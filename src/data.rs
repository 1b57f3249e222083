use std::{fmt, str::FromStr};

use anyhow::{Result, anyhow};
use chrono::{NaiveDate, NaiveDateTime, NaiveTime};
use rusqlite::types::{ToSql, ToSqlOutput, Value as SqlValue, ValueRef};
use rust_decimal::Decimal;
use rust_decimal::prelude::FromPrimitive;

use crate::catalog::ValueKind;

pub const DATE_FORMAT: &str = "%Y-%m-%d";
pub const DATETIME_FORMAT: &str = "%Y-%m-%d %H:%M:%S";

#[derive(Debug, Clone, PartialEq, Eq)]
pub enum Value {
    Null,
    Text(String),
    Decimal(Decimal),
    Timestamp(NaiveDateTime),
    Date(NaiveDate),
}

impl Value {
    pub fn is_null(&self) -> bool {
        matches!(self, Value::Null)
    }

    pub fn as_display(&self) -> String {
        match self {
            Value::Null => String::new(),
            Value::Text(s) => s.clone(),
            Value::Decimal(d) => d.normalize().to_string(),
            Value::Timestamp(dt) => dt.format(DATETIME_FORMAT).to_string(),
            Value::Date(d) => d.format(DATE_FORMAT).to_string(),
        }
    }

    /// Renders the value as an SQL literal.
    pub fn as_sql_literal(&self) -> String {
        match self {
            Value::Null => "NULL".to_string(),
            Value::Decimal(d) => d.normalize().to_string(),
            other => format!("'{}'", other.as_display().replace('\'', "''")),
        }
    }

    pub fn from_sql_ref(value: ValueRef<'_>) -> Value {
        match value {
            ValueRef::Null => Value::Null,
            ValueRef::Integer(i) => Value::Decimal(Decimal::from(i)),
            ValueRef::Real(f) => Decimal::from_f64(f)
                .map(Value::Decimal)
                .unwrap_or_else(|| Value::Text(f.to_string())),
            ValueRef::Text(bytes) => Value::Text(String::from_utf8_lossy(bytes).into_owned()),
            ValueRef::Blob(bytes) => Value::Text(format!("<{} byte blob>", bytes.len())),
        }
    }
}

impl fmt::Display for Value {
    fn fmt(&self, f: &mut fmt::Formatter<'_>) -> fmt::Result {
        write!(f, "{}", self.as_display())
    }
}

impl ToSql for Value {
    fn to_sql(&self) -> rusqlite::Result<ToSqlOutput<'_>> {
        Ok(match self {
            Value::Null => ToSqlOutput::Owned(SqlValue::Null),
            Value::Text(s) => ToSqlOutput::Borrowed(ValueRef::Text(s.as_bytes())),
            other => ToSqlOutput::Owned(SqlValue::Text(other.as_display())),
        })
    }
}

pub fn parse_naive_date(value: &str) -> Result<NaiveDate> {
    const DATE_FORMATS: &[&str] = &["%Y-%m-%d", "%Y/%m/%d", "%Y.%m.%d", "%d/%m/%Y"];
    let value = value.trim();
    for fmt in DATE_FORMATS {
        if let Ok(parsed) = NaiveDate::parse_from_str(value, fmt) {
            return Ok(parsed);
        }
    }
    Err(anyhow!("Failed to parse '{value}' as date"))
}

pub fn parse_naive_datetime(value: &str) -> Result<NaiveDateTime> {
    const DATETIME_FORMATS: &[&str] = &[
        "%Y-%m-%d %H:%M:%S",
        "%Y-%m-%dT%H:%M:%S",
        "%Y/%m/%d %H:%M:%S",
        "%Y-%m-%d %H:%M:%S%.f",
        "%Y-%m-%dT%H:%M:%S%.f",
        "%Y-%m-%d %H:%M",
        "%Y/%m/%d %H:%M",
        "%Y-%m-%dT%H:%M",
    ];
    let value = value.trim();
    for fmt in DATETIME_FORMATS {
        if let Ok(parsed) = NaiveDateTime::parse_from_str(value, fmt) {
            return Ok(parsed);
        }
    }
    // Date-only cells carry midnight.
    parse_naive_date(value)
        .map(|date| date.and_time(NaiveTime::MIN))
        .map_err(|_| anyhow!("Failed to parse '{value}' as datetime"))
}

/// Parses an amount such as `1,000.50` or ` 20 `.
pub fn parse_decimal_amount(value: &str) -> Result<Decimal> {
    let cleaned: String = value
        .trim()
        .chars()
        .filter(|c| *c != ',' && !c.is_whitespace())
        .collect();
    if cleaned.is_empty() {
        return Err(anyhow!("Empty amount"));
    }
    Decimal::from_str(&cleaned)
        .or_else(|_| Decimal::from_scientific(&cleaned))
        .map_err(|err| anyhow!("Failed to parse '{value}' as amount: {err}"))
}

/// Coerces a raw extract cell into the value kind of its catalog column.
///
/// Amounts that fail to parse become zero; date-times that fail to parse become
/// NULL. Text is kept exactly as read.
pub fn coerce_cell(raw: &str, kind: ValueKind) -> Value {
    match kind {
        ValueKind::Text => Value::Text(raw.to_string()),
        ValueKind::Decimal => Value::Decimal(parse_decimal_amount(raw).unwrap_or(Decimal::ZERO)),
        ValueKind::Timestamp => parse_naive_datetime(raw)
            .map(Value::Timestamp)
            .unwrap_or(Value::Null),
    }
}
------
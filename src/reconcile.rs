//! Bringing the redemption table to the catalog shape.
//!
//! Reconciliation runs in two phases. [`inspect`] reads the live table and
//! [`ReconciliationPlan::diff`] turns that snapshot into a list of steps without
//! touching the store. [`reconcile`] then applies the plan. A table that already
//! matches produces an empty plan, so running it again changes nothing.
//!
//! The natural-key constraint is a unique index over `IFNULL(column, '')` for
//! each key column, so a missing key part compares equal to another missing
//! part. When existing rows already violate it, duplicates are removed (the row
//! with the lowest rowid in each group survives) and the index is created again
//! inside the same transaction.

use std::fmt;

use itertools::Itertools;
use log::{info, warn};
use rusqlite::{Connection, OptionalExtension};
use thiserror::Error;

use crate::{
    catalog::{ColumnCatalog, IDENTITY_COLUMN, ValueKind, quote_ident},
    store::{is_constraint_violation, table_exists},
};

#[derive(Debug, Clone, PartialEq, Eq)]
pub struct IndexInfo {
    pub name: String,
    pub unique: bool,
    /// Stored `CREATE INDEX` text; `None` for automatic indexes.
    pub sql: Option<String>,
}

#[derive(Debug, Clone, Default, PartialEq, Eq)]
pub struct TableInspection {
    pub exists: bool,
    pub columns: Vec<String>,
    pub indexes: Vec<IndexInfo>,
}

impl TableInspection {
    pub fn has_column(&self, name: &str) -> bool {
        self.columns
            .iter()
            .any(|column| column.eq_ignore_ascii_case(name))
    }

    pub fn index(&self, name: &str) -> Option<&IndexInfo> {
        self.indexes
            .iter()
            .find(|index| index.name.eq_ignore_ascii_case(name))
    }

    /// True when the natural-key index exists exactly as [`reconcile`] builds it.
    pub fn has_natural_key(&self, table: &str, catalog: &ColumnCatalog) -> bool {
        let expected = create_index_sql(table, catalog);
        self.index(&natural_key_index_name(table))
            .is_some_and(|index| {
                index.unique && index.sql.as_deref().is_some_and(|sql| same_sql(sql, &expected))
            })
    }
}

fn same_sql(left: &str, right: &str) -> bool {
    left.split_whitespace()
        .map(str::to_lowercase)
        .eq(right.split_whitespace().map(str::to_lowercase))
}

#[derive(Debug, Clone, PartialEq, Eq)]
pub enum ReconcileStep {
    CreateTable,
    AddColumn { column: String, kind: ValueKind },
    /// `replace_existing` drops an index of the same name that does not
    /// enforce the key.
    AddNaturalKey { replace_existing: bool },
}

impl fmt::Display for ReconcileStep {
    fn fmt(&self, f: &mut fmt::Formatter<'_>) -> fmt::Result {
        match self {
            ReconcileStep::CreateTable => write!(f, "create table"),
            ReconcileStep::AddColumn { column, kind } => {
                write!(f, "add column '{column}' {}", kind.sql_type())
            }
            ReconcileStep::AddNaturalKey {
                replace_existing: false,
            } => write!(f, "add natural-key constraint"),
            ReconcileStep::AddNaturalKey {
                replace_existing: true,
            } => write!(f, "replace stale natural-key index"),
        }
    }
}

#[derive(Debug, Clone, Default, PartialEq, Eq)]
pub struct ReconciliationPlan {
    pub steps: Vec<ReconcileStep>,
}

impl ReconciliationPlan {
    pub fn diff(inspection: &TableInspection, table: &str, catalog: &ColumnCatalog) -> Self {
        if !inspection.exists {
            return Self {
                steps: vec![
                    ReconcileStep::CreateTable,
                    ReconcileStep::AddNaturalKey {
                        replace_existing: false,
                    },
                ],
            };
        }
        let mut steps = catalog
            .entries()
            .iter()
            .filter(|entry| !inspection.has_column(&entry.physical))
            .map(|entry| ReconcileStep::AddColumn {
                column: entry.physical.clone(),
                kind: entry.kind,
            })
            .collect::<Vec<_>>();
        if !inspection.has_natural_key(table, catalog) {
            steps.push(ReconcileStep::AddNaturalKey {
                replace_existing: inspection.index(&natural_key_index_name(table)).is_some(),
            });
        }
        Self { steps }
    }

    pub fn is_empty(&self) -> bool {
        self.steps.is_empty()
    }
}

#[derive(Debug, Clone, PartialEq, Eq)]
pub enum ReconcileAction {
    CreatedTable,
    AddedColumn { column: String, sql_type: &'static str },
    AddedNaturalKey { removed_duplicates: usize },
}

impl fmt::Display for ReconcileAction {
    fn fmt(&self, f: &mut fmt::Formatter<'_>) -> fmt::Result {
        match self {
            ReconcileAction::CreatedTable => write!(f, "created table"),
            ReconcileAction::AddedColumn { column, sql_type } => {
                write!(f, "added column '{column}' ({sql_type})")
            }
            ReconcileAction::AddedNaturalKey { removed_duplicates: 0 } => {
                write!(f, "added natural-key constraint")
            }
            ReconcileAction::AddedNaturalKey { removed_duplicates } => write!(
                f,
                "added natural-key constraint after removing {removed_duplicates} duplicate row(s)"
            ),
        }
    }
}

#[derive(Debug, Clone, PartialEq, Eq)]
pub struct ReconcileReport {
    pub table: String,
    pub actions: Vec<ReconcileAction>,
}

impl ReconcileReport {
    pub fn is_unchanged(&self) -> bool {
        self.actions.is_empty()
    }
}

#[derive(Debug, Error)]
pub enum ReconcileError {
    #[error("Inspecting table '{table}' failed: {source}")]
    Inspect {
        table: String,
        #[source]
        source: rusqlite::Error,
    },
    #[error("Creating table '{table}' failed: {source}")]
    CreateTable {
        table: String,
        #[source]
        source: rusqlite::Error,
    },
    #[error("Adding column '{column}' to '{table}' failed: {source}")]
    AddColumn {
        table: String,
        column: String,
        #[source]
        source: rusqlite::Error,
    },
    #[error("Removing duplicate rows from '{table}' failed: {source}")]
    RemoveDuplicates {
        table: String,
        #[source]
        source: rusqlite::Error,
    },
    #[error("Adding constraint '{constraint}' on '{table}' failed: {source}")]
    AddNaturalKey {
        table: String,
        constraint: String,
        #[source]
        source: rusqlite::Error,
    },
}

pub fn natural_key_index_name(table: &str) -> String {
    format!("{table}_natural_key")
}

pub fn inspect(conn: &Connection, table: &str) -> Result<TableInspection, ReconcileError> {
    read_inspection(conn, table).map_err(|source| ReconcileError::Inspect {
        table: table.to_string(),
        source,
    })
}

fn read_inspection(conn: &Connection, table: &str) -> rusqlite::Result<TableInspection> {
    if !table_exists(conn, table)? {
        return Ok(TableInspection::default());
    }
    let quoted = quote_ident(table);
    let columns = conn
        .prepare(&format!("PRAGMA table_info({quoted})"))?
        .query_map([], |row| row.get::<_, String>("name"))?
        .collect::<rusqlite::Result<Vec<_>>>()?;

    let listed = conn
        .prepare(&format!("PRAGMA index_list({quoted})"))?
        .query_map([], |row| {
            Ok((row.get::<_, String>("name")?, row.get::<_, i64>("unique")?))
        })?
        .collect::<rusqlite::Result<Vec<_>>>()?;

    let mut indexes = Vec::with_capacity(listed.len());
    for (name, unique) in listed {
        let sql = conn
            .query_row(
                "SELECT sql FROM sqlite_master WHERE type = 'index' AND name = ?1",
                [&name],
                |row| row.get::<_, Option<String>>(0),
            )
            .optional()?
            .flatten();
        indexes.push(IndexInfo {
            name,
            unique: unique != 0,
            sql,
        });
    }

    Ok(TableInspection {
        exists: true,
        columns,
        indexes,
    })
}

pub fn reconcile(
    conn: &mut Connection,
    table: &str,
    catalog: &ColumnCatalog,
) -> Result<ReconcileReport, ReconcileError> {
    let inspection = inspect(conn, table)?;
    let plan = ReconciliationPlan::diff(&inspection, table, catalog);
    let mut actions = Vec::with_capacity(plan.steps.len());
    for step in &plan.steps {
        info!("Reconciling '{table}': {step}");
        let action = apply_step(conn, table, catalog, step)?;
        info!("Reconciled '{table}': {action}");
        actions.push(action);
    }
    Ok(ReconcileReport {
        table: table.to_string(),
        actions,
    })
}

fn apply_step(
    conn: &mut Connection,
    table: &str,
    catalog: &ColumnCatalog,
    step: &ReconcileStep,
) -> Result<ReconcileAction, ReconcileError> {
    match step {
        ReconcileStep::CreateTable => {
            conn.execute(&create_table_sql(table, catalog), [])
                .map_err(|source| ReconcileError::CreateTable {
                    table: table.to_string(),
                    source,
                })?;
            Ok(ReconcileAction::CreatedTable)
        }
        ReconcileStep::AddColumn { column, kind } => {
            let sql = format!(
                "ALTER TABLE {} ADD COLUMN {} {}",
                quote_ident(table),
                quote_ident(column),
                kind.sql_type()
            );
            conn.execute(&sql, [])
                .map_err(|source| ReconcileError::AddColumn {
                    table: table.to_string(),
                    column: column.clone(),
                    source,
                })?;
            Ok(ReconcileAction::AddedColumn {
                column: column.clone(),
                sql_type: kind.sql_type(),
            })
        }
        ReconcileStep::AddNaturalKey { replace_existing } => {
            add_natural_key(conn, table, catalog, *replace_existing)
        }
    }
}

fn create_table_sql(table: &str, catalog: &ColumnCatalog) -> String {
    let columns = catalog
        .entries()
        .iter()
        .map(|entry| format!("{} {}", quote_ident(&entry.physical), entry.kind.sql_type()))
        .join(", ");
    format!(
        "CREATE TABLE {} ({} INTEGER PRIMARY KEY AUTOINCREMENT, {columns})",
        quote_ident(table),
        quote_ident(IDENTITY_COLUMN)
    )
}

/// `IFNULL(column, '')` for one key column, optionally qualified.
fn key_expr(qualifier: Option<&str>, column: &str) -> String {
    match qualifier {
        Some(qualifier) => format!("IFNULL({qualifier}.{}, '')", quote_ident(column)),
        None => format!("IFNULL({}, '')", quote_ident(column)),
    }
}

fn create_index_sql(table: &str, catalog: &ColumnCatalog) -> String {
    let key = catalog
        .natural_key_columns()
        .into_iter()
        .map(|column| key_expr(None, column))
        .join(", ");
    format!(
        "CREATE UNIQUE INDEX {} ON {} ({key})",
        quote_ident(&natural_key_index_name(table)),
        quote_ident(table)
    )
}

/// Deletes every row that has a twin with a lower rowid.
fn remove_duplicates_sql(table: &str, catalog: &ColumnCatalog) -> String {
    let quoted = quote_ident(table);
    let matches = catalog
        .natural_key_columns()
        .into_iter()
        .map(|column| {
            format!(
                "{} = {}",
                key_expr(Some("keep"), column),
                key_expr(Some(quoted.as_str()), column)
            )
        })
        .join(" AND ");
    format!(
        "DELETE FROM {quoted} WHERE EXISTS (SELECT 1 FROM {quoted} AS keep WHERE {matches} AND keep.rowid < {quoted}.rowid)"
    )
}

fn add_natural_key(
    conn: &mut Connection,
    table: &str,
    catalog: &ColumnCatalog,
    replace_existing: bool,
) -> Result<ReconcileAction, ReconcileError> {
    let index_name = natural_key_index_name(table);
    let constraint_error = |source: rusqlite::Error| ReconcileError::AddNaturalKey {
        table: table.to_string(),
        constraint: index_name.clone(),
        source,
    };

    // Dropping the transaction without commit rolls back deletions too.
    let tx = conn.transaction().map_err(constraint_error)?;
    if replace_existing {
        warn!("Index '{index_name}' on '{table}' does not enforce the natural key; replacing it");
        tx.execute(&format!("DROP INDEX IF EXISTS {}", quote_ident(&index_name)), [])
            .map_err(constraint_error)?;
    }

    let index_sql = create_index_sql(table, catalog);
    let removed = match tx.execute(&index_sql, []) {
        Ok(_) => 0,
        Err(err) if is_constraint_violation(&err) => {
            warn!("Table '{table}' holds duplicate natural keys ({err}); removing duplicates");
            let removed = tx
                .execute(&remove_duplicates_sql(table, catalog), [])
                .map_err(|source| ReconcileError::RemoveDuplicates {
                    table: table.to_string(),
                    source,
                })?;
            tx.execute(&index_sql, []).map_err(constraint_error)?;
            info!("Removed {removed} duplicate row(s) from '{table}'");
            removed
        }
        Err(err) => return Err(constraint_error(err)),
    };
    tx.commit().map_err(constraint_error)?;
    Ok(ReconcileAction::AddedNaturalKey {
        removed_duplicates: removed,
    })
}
------
ABOUT THIS EXERCISE.
With the first line being the one containing "filename src/data.rs" and the last line the one containing "pub const DATETIME_FORMAT: &str", transcribe exactly the lines above that fall in that range.

ANSWER TO THIS PROBLEM.
filename src/data.rs
repository 1b57f3249e222083
use std::{fmt, str::FromStr};

use anyhow::{Result, anyhow};
use chrono::{NaiveDate, NaiveDateTime, NaiveTime};
use rusqlite::types::{ToSql, ToSqlOutput, Value as SqlValue, ValueRef};
use rust_decimal::Decimal;
use rust_decimal::prelude::FromPrimitive;

use crate::catalog::ValueKind;

pub const DATE_FORMAT: &str = "%Y-%m-%d";
pub const DATETIME_FORMAT: &str = "%Y-%m-%d %H:%M:%S";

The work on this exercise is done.